Metabolic pathway of xenoestrogenic short ethoxy chain-nonylphenol to nonylphenol by aerobic bacteria, Ensifer sp. strain AS08 and Pseudomonas sp. strain AS90

Abstract

Ensifer sp. strain AS08 and Pseudomonas sp. strain AS90 degrading short ethoxy (EO) chain-nonylphenol (NP) [NPEO(av2.0) containing NP mono- approximately tetraethoxylates (NP1EO approximately NP4EO); average 2.0 EO units] were isolated by enrichment cultures. Both strains grew on NP but not on octyl- and nonylphenol polyethoxylates (NPEOs) (average 10 EO units). Growth and degradation of NPEO(av2.0) was increased with increased concentrations of yeast extract (0.02-0.5%) in a culture medium.

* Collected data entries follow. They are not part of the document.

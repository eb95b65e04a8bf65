//! # drydock-engine
//!
//! The migration engine: applies versioned, checksummed migration
//! artifacts to a database under a named mutual-exclusion lock, with
//! idempotency checks, integrity and signature verification, fixed
//! migration ordering, transactional execution, and append-only
//! failure recording. Rollback, status, and non-mutating verification
//! ride on the same machinery.
//!
//! The engine depends only on contracts: [`DatabaseDriver`] for the
//! database, [`ArtifactStore`](drydock_registry::ArtifactStore) for
//! artifact storage, and the optional [`SecurityProvider`] for
//! signing. Concrete drivers and stores are supplied by the caller.
//!
//! ## Example
//!
//! ```rust,ignore
//! use drydock_engine::{EngineConfig, MigrationEngine};
//! use drydock_registry::FsStore;
//!
//! let engine = MigrationEngine::new(driver, FsStore::new("./artifacts"), EngineConfig::new());
//! let report = engine.apply(&"1.0.0".parse()?).await?;
//! println!("applied {} migrations", report.executed.len());
//! ```

pub mod driver;
pub mod engine;
pub mod error;
pub mod security;

pub use driver::{
    AppliedVersion, DatabaseDriver, DatabaseError, DriverResult, DriverTransaction, LockGuard,
    Row, VersionRecord,
};
pub use engine::{
    ApplyReport, EngineConfig, MigrationEngine, MigrationFailure, MigrationHook, PackageInput,
    RollbackReport, StatusReport, VerifyReport,
};
pub use error::{MigrateResult, MigrationError};
pub use security::{BuildInfo, Provenance, SecurityError, SecurityProvider, SecurityResult};
//! Bearer-token authentication for the registry v2 protocol.
//!
//! A registry may answer any request with a 401 challenge naming a
//! token-issuing realm, a service identifier, and a scope. The client
//! exchanges its credentials at the realm for a short-lived bearer
//! token, caches it keyed by realm+scope, and retries the original
//! request once.

use std::collections::HashMap;

use chrono::{DateTime, Duration, Utc};
use parking_lot::Mutex;
use serde::Deserialize;

/// Safety margin subtracted from a token's declared lifetime, in
/// seconds, so a token is refreshed before the registry rejects it.
pub const EXPIRY_MARGIN_SECS: i64 = 30;

/// Default token lifetime when the issuer does not declare one.
pub const DEFAULT_EXPIRY_SECS: i64 = 60;

/// Registry credentials (username + password or token).
#[derive(Debug, Clone, PartialEq, Eq)]
pub struct Credentials {
    /// Username.
    pub username: String,
    /// Password or personal access token.
    pub password: String,
}

impl Credentials {
    /// Create new credentials.
    pub fn new(username: impl Into<String>, password: impl Into<String>) -> Self {
        Self {
            username: username.into(),
            password: password.into(),
        }
    }
}

/// A parsed `WWW-Authenticate: Bearer ...` challenge.
#[derive(Debug, Clone, PartialEq, Eq)]
pub struct BearerChallenge {
    /// URL of the token-issuing endpoint.
    pub realm: String,
    /// Service identifier to pass to the issuer.
    pub service: Option<String>,
    /// Requested scope.
    pub scope: Option<String>,
}

impl BearerChallenge {
    /// Parse a `WWW-Authenticate` header value.
    ///
    /// Returns `None` when the value is not a bearer challenge or names
    /// no realm.
    pub fn parse(header: &str) -> Option<Self> {
        let rest = header.trim().strip_prefix("Bearer ")?;

        let mut realm = None;
        let mut service = None;
        let mut scope = None;

        for part in split_challenge_params(rest) {
            let (key, value) = part.split_once('=')?;
            let value = value.trim().trim_matches('"').to_string();
            match key.trim() {
                "realm" => realm = Some(value),
                "service" => service = Some(value),
                "scope" => scope = Some(value),
                _ => {}
            }
        }

        Some(Self {
            realm: realm?,
            service,
            scope,
        })
    }

    /// Build the token-request URL for this challenge.
    pub fn token_url(&self) -> String {
        let mut params = Vec::new();
        if let Some(service) = &self.service {
            params.push(format!("service={service}"));
        }
        if let Some(scope) = &self.scope {
            params.push(format!("scope={scope}"));
        }
        if params.is_empty() {
            self.realm.clone()
        } else {
            let sep = if self.realm.contains('?') { '&' } else { '?' };
            format!("{}{}{}", self.realm, sep, params.join("&"))
        }
    }

    /// Cache key for tokens issued against this challenge.
    pub fn cache_key(&self) -> String {
        format!("{}|{}", self.realm, self.scope.as_deref().unwrap_or(""))
    }
}

/// Split challenge parameters on commas outside quoted strings.
fn split_challenge_params(input: &str) -> Vec<&str> {
    let mut parts = Vec::new();
    let mut start = 0;
    let mut in_quotes = false;
    for (i, c) in input.char_indices() {
        match c {
            '"' => in_quotes = !in_quotes,
            ',' if !in_quotes => {
                parts.push(input[start..i].trim());
                start = i + 1;
            }
            _ => {}
        }
    }
    let tail = input[start..].trim();
    if !tail.is_empty() {
        parts.push(tail);
    }
    parts
}

/// Token-issuer response body. Some issuers use `token`, others
/// `access_token`.
#[derive(Debug, Deserialize)]
pub struct TokenResponse {
    #[serde(default)]
    token: Option<String>,
    #[serde(default)]
    access_token: Option<String>,
    #[serde(default)]
    expires_in: Option<i64>,
}

impl TokenResponse {
    /// The bearer token, whichever field carried it.
    pub fn token(&self) -> Option<&str> {
        self.token.as_deref().or(self.access_token.as_deref())
    }

    /// Declared lifetime in seconds, defaulted when absent.
    pub fn expires_in(&self) -> i64 {
        self.expires_in.unwrap_or(DEFAULT_EXPIRY_SECS)
    }
}

#[derive(Debug, Clone)]
struct CachedToken {
    token: String,
    expires_at: DateTime<Utc>,
}

/// Process-local bearer-token cache, keyed by realm+scope.
///
/// Instance-scoped on the client rather than a module-level singleton:
/// the cache's lifetime is tied to the client that owns it, and fresh
/// client instances start empty. Safe to share read-mostly across
/// concurrent registry calls; entries are refreshed idempotently on
/// expiry.
#[derive(Debug, Default)]
pub struct TokenCache {
    tokens: Mutex<HashMap<String, CachedToken>>,
}

impl TokenCache {
    /// Create an empty cache.
    pub fn new() -> Self {
        Self::default()
    }

    /// Look up an unexpired token for a challenge.
    pub fn get(&self, challenge: &BearerChallenge) -> Option<String> {
        let tokens = self.tokens.lock();
        let cached = tokens.get(&challenge.cache_key())?;
        if cached.expires_at > Utc::now() {
            Some(cached.token.clone())
        } else {
            None
        }
    }

    /// Store a token with its declared lifetime, minus the safety
    /// margin.
    pub fn insert(&self, challenge: &BearerChallenge, token: impl Into<String>, expires_in: i64) {
        let lifetime = (expires_in - EXPIRY_MARGIN_SECS).max(1);
        let cached = CachedToken {
            token: token.into(),
            expires_at: Utc::now() + Duration::seconds(lifetime),
        };
        self.tokens.lock().insert(challenge.cache_key(), cached);
    }
}

#[cfg(test)]
mod tests {
    use super::*;

    #[test]
    fn test_parse_full_challenge() {
        let challenge = BearerChallenge::parse(
            r#"Bearer realm="https://auth.example.com/token",service="registry.example.com",scope="repository:team/migrations:pull,push""#,
        )
        .unwrap();

        assert_eq!(challenge.realm, "https://auth.example.com/token");
        assert_eq!(challenge.service.as_deref(), Some("registry.example.com"));
        assert_eq!(
            challenge.scope.as_deref(),
            Some("repository:team/migrations:pull,push")
        );
    }

    #[test]
    fn test_parse_requires_realm() {
        assert!(BearerChallenge::parse(r#"Bearer service="x""#).is_none());
        assert!(BearerChallenge::parse("Basic realm=\"x\"").is_none());
    }

    #[test]
    fn test_token_url() {
        let challenge = BearerChallenge {
            realm: "https://auth.example.com/token".into(),
            service: Some("reg".into()),
            scope: Some("repository:a/b:pull".into()),
        };
        assert_eq!(
            challenge.token_url(),
            "https://auth.example.com/token?service=reg&scope=repository:a/b:pull"
        );
    }

    #[test]
    fn test_token_response_either_field() {
        let a: TokenResponse = serde_json::from_str(r#"{"token":"abc"}"#).unwrap();
        assert_eq!(a.token(), Some("abc"));

        let b: TokenResponse = serde_json::from_str(r#"{"access_token":"xyz"}"#).unwrap();
        assert_eq!(b.token(), Some("xyz"));

        let c: TokenResponse = serde_json::from_str("{}").unwrap();
        assert_eq!(c.token(), None);
        assert_eq!(c.expires_in(), DEFAULT_EXPIRY_SECS);
    }

    #[test]
    fn test_cache_round_trip() {
        let cache = TokenCache::new();
        let challenge = BearerChallenge {
            realm: "https://auth/token".into(),
            service: None,
            scope: Some("repository:a/b:pull".into()),
        };

        assert!(cache.get(&challenge).is_none());
        cache.insert(&challenge, "tok", 300);
        assert_eq!(cache.get(&challenge).as_deref(), Some("tok"));
    }

    #[test]
    fn test_cache_expiry_margin() {
        let cache = TokenCache::new();
        let challenge = BearerChallenge {
            realm: "https://auth/token".into(),
            service: None,
            scope: None,
        };

        // Lifetime under the margin still yields a briefly valid token.
        cache.insert(&challenge, "tok", 5);
        assert!(cache.get(&challenge).is_some());
    }

    #[test]
    fn test_cache_keyed_by_scope() {
        let cache = TokenCache::new();
        let pull = BearerChallenge {
            realm: "https://auth/token".into(),
            service: None,
            scope: Some("repository:a/b:pull".into()),
        };
        let push = BearerChallenge {
            scope: Some("repository:a/b:push".into()),
            ..pull.clone()
        };

        cache.insert(&pull, "pull-tok", 300);
        assert!(cache.get(&push).is_none());
    }
}
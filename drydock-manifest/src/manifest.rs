//! The artifact manifest and its builder.

use chrono::{DateTime, Utc};
use serde::{Deserialize, Serialize};
use sha2::{Digest, Sha256};

use crate::migration::{MigrationKind, compute_checksum};
use crate::version::Version;

/// Checksum algorithm used for all manifest digests.
pub const CHECKSUM_ALGORITHM: &str = "sha256";

/// Describes one file inside an artifact.
#[derive(Debug, Clone, PartialEq, Eq, Serialize, Deserialize)]
pub struct FileEntry {
    /// Relative path inside the artifact.
    pub path: String,
    /// SHA-256 checksum of the file content.
    pub checksum: String,
    /// Content size in bytes.
    pub size: u64,
    /// Migration kind of the file.
    pub kind: MigrationKind,
}

/// Build-environment fingerprint. Informational only.
#[derive(Debug, Clone, PartialEq, Eq, Serialize, Deserialize)]
pub struct Platform {
    /// Operating system the artifact was built on.
    pub os: String,
    /// CPU architecture.
    pub arch: String,
    /// Runtime/tool version string.
    pub runtime: String,
}

impl Platform {
    /// Capture the current build environment.
    pub fn current(runtime: impl Into<String>) -> Self {
        Self {
            os: std::env::consts::OS.to_string(),
            arch: std::env::consts::ARCH.to_string(),
            runtime: runtime.into(),
        }
    }
}

/// Metadata record describing one version's artifact.
#[derive(Debug, Clone, PartialEq, Eq, Serialize, Deserialize)]
#[serde(rename_all = "camelCase")]
pub struct Manifest {
    /// The version this manifest describes.
    pub version: Version,
    /// Informational back-reference to the previous version.
    #[serde(skip_serializing_if = "Option::is_none")]
    pub previous_version: Option<Version>,
    /// When the manifest was built.
    pub created: DateTime<Utc>,
    /// Checksum over the sorted (path, file-checksum) pairs.
    pub checksum: String,
    /// Algorithm used for all checksums in this manifest.
    pub checksum_algorithm: String,
    /// Optional signature produced by a security provider.
    #[serde(skip_serializing_if = "Option::is_none")]
    pub signature: Option<String>,
    /// The files contained in the artifact.
    pub files: Vec<FileEntry>,
    /// Versions this one presupposes. Advisory only.
    #[serde(default, skip_serializing_if = "Vec::is_empty")]
    pub dependencies: Vec<Version>,
    /// Build-environment fingerprint.
    pub platform: Platform,
    /// Free-text notes.
    #[serde(skip_serializing_if = "Option::is_none")]
    pub notes: Option<String>,
    /// Author of this version.
    #[serde(skip_serializing_if = "Option::is_none")]
    pub author: Option<String>,
    /// Version of the tool that built the manifest.
    pub tool_version: String,
}

impl Manifest {
    /// Look up the declared checksum for a file path.
    pub fn file_checksum(&self, path: &str) -> Option<&str> {
        self.files
            .iter()
            .find(|f| f.path == path)
            .map(|f| f.checksum.as_str())
    }

    /// Recompute the overall checksum from the file entries.
    ///
    /// The result depends only on the (path, checksum) pairs sorted by
    /// path, never on the order files were collected in.
    pub fn recompute_checksum(&self) -> String {
        compute_manifest_checksum(&self.files)
    }

    /// Verify the stored overall checksum against the file entries.
    pub fn verify_checksum(&self) -> bool {
        self.recompute_checksum() == self.checksum
    }
}

/// Compute the overall manifest checksum from file entries.
///
/// Hashes the concatenation of `(path, checksum)` pairs sorted by path.
/// Sorting here is a correctness requirement: file collection order is
/// otherwise nondeterministic.
pub fn compute_manifest_checksum(files: &[FileEntry]) -> String {
    let mut pairs: Vec<(&str, &str)> = files
        .iter()
        .map(|f| (f.path.as_str(), f.checksum.as_str()))
        .collect();
    pairs.sort_by(|a, b| a.0.cmp(b.0));

    let mut hasher = Sha256::new();
    for (path, checksum) in pairs {
        hasher.update(path.as_bytes());
        hasher.update(checksum.as_bytes());
    }
    hex::encode(hasher.finalize())
}

/// Builder for [`Manifest`].
///
/// Pure except for the wall-clock `created` timestamp: the same inputs
/// always produce the same checksum.
#[derive(Debug, Clone)]
pub struct ManifestBuilder {
    version: Version,
    previous_version: Option<Version>,
    notes: Option<String>,
    author: Option<String>,
    tool_version: String,
    dependencies: Vec<Version>,
    files: Vec<FileEntry>,
}

impl ManifestBuilder {
    /// Create a builder for the given version.
    pub fn new(version: Version) -> Self {
        Self {
            version,
            previous_version: None,
            notes: None,
            author: None,
            tool_version: env!("CARGO_PKG_VERSION").to_string(),
            dependencies: Vec::new(),
            files: Vec::new(),
        }
    }

    /// Set the previous version back-reference.
    pub fn previous_version(mut self, version: Version) -> Self {
        self.previous_version = Some(version);
        self
    }

    /// Set free-text notes.
    pub fn notes(mut self, notes: impl Into<String>) -> Self {
        self.notes = Some(notes.into());
        self
    }

    /// Set the author.
    pub fn author(mut self, author: impl Into<String>) -> Self {
        self.author = Some(author.into());
        self
    }

    /// Set the build-tool version string.
    pub fn tool_version(mut self, version: impl Into<String>) -> Self {
        self.tool_version = version.into();
        self
    }

    /// Add an advisory dependency on another version.
    pub fn dependency(mut self, version: Version) -> Self {
        self.dependencies.push(version);
        self
    }

    /// Add a file, computing its checksum from the raw content.
    pub fn file(mut self, path: impl Into<String>, content: &[u8], kind: MigrationKind) -> Self {
        self.files.push(FileEntry {
            path: path.into(),
            checksum: compute_checksum(content),
            size: content.len() as u64,
            kind,
        });
        self
    }

    /// Build the manifest.
    pub fn build(self) -> Manifest {
        let checksum = compute_manifest_checksum(&self.files);
        Manifest {
            version: self.version,
            previous_version: self.previous_version,
            created: Utc::now(),
            checksum,
            checksum_algorithm: CHECKSUM_ALGORITHM.to_string(),
            signature: None,
            files: self.files,
            dependencies: self.dependencies,
            platform: Platform::current(format!("rust-{}", env!("CARGO_PKG_VERSION"))),
            notes: self.notes,
            author: self.author,
            tool_version: self.tool_version,
        }
    }
}

#[cfg(test)]
mod tests {
    use super::*;
    use pretty_assertions::assert_eq;

    fn version(s: &str) -> Version {
        Version::parse(s).unwrap()
    }

    fn build_with_order(paths: &[(&str, &[u8], MigrationKind)]) -> Manifest {
        let mut builder = ManifestBuilder::new(version("1.0.0"));
        for (path, content, kind) in paths {
            builder = builder.file(*path, content, *kind);
        }
        builder.build()
    }

    #[test]
    fn test_checksum_order_independent() {
        let files: [(&str, &[u8], MigrationKind); 3] = [
            ("drizzle/0001.sql", b"CREATE TABLE a();", MigrationKind::Drizzle),
            ("custom/fix.sql", b"ALTER TABLE a;", MigrationKind::Custom),
            ("seed/data.sql", b"INSERT INTO a;", MigrationKind::Seed),
        ];

        let forward = build_with_order(&files);
        let mut reversed = files;
        reversed.reverse();
        let backward = build_with_order(&reversed);

        assert_eq!(forward.checksum, backward.checksum);
    }

    #[test]
    fn test_checksum_changes_with_content() {
        let a = build_with_order(&[("x.sql", b"SELECT 1;", MigrationKind::Custom)]);
        let b = build_with_order(&[("x.sql", b"SELECT 2;", MigrationKind::Custom)]);
        assert_ne!(a.checksum, b.checksum);
    }

    #[test]
    fn test_verify_checksum() {
        let mut manifest = build_with_order(&[("x.sql", b"SELECT 1;", MigrationKind::Custom)]);
        assert!(manifest.verify_checksum());

        manifest.files[0].checksum = "0".repeat(64);
        assert!(!manifest.verify_checksum());
    }

    #[test]
    fn test_file_entry_fields() {
        let manifest =
            build_with_order(&[("drizzle/0001.sql", b"CREATE TABLE t;", MigrationKind::Drizzle)]);
        let entry = &manifest.files[0];
        assert_eq!(entry.size, 15);
        assert_eq!(entry.kind, MigrationKind::Drizzle);
        assert_eq!(entry.checksum.len(), 64);
    }

    #[test]
    fn test_builder_metadata() {
        let manifest = ManifestBuilder::new(version("1.1.0"))
            .previous_version(version("1.0.0"))
            .notes("adds posts table")
            .author("alice")
            .tool_version("9.9.9")
            .dependency(version("1.0.0"))
            .build();

        assert_eq!(manifest.previous_version, Some(version("1.0.0")));
        assert_eq!(manifest.notes.as_deref(), Some("adds posts table"));
        assert_eq!(manifest.author.as_deref(), Some("alice"));
        assert_eq!(manifest.tool_version, "9.9.9");
        assert_eq!(manifest.dependencies, vec![version("1.0.0")]);
        assert!(!manifest.platform.os.is_empty());
    }

    #[test]
    fn test_manifest_serde_round_trip() {
        let manifest = build_with_order(&[("x.sql", b"SELECT 1;", MigrationKind::Custom)]);
        let json = serde_json::to_string(&manifest).unwrap();
        let back: Manifest = serde_json::from_str(&json).unwrap();
        assert_eq!(back, manifest);
    }

    #[test]
    fn test_file_checksum_lookup() {
        let manifest = build_with_order(&[("x.sql", b"SELECT 1;", MigrationKind::Custom)]);
        assert!(manifest.file_checksum("x.sql").is_some());
        assert!(manifest.file_checksum("missing.sql").is_none());
    }
}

Culture supernatants of both strains grown on NPEO(av2.0) were analyzed by high-performance liquid chromatography, showing degradation of NP4EO-NP1EO. The metabolites from nonylphenol diethoxylate (NP2EO) by resting cells of both strains were identified by gas chromatography-mass spectrometry as nonylphenoxyethoxyacetic acid, NP1EO, nonylphenoxyacetic acid (NP1EC), and NP, while those from NP1EO were identified as NP1EC and NP. Cell-free extracts from strain AS08 grown on NPEO(av2.0) dehydrogenated NPEOs, NPEO(av2.0), NP2EO, NP1EO, and PEG 400, but the extracts were inactive toward di- approximately tetraethylene glycol. Aldehydes were formed in the reaction mixture of each substrate with cell-free extracts. From these results, the aerobic metabolic pathway for short EO chain-NP is proposed: A terminal alcohol group of the EO chain is oxidized to a carboxylic acid via an aldehyde, and then one EO unit is removed. This process is repeated until NP is produced.